(Dataset entries)
○ ○ ○ ○ ○
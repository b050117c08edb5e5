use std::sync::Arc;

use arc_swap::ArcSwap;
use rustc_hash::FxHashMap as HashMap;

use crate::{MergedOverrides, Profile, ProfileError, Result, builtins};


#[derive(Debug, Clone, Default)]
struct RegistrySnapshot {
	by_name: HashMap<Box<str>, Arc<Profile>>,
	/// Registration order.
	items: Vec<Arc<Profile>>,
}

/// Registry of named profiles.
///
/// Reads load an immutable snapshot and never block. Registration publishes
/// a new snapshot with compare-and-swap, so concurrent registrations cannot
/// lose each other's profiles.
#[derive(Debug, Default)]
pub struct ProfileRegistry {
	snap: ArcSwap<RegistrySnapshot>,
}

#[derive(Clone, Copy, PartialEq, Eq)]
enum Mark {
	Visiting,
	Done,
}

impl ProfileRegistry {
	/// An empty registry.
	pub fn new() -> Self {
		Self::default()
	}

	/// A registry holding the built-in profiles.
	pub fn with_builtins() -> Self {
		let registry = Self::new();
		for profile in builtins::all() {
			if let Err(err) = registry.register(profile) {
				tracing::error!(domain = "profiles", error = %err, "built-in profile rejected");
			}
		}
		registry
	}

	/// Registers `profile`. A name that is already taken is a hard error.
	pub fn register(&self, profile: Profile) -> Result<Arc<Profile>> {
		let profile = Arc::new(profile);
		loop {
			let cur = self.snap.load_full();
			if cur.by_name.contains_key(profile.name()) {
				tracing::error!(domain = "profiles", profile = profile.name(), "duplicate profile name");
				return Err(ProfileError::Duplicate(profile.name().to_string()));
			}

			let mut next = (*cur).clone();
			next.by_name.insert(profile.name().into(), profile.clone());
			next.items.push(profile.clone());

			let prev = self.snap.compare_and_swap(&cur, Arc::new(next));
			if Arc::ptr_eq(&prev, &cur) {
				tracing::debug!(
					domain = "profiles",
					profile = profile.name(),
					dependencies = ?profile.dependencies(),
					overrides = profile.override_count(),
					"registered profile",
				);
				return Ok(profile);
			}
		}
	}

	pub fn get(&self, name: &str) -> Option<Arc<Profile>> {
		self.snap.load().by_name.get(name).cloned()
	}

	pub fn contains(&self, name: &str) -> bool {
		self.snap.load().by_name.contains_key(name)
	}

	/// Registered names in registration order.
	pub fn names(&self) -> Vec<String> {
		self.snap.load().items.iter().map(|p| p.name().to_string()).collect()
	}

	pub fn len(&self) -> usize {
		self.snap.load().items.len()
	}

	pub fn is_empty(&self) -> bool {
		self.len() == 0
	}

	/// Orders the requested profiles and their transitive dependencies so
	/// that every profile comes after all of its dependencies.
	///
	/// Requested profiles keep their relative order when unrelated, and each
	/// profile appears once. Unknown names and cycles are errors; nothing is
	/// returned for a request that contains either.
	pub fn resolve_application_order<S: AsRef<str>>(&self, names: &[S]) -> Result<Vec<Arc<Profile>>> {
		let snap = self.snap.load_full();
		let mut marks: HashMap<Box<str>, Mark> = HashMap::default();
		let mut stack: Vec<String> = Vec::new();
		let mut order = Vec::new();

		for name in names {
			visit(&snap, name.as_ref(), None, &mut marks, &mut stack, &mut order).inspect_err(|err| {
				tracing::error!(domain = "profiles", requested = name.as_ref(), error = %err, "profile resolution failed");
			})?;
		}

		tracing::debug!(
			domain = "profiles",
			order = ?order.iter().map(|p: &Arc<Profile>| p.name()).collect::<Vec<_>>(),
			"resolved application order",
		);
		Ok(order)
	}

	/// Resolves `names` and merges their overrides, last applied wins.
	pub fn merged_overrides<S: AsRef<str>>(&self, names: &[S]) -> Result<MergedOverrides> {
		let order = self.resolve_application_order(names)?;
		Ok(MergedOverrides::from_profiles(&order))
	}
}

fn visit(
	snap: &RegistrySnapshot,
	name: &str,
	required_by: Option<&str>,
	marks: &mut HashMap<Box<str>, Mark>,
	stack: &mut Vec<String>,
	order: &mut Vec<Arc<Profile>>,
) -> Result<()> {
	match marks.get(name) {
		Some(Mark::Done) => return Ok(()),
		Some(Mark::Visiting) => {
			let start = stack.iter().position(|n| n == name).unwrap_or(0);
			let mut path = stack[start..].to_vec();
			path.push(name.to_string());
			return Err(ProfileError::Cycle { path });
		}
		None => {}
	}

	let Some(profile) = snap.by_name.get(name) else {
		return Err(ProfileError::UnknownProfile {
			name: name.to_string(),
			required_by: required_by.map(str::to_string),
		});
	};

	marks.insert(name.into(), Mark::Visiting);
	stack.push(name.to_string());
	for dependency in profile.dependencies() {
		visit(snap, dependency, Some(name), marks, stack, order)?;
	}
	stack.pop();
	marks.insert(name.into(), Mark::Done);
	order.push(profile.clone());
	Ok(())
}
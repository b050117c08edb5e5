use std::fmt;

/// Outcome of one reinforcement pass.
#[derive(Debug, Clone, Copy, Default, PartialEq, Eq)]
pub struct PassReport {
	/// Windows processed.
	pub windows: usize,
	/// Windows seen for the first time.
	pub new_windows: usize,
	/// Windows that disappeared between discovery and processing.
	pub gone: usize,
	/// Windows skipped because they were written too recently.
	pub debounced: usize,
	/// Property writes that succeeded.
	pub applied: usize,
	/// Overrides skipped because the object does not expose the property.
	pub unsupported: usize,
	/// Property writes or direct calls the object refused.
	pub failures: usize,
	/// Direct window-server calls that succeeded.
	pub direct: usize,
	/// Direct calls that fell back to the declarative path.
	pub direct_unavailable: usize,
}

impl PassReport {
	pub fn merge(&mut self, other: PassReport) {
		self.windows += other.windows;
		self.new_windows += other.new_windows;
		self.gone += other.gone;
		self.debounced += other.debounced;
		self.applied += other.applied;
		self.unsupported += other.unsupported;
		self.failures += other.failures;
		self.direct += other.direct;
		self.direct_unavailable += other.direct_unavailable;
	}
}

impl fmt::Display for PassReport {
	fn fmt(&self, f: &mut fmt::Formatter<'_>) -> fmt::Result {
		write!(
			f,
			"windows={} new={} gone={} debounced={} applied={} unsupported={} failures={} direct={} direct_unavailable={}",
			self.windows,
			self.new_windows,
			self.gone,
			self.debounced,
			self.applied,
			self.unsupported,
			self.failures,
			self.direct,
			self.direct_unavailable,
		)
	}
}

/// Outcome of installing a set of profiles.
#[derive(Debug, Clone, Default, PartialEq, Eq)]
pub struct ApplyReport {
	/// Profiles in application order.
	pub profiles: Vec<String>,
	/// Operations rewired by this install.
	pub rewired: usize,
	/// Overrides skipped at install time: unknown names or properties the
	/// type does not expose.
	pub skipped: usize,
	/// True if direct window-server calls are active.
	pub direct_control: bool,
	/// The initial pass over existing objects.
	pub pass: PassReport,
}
○ ○ ○ ○ ○
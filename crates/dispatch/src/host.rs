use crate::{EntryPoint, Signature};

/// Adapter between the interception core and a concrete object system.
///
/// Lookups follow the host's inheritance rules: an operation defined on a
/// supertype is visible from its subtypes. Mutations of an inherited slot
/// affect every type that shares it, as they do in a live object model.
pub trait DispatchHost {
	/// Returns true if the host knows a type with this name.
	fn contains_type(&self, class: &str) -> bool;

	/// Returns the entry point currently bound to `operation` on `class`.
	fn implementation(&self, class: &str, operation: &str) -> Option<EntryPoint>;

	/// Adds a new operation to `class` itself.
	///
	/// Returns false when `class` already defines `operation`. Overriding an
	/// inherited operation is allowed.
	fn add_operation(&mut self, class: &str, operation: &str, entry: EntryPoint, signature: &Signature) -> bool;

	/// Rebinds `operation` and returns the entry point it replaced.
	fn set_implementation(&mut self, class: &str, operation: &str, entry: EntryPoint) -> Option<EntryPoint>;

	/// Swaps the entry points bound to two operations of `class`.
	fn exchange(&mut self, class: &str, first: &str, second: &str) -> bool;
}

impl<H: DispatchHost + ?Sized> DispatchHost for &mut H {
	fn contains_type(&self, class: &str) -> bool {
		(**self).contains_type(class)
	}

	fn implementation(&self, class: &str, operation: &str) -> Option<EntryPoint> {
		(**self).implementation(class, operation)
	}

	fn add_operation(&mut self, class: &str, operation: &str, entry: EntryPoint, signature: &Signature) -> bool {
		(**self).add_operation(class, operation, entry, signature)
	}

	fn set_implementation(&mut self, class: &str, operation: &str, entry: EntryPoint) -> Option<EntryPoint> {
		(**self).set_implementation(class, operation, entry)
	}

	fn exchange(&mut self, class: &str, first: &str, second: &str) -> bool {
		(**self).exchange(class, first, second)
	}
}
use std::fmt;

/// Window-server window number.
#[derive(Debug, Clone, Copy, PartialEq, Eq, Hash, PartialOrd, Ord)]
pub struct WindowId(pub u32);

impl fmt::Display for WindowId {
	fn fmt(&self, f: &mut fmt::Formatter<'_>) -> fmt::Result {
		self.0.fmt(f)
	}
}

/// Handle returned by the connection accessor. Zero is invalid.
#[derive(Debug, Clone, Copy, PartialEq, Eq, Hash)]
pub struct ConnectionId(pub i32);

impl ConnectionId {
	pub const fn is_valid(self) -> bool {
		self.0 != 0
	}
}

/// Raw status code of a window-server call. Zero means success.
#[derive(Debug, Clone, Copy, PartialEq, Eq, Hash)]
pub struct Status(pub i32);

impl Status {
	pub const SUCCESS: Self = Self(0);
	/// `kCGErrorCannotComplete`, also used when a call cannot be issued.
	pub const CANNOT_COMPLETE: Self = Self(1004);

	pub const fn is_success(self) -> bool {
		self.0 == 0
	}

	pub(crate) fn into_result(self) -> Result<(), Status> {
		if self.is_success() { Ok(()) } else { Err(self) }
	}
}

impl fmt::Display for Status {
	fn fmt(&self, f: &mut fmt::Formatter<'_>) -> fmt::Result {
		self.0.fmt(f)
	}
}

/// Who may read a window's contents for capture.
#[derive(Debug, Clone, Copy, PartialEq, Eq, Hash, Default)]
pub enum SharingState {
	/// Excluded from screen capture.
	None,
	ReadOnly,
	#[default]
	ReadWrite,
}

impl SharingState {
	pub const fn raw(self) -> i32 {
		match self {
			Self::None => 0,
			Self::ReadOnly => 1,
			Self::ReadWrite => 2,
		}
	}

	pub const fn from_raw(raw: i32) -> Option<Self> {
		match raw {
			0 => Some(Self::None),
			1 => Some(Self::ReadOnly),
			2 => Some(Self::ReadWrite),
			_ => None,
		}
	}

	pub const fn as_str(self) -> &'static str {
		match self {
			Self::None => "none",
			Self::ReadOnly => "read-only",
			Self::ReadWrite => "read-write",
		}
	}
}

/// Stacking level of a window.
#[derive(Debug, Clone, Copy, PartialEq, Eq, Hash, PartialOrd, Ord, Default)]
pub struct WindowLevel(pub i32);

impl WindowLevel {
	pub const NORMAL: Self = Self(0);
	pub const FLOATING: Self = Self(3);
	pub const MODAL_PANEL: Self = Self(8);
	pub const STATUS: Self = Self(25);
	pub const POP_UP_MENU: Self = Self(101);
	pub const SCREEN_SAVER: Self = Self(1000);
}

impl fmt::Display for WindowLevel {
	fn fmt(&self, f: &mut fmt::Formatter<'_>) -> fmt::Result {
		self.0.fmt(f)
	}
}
○ ○ ○ ○ ○
== DIRECTIONS FOR THIS TASK ==
How many of the lines above contain the string "usize"? Give the number only.

== RESULT OF THIS EXERCISE ==
12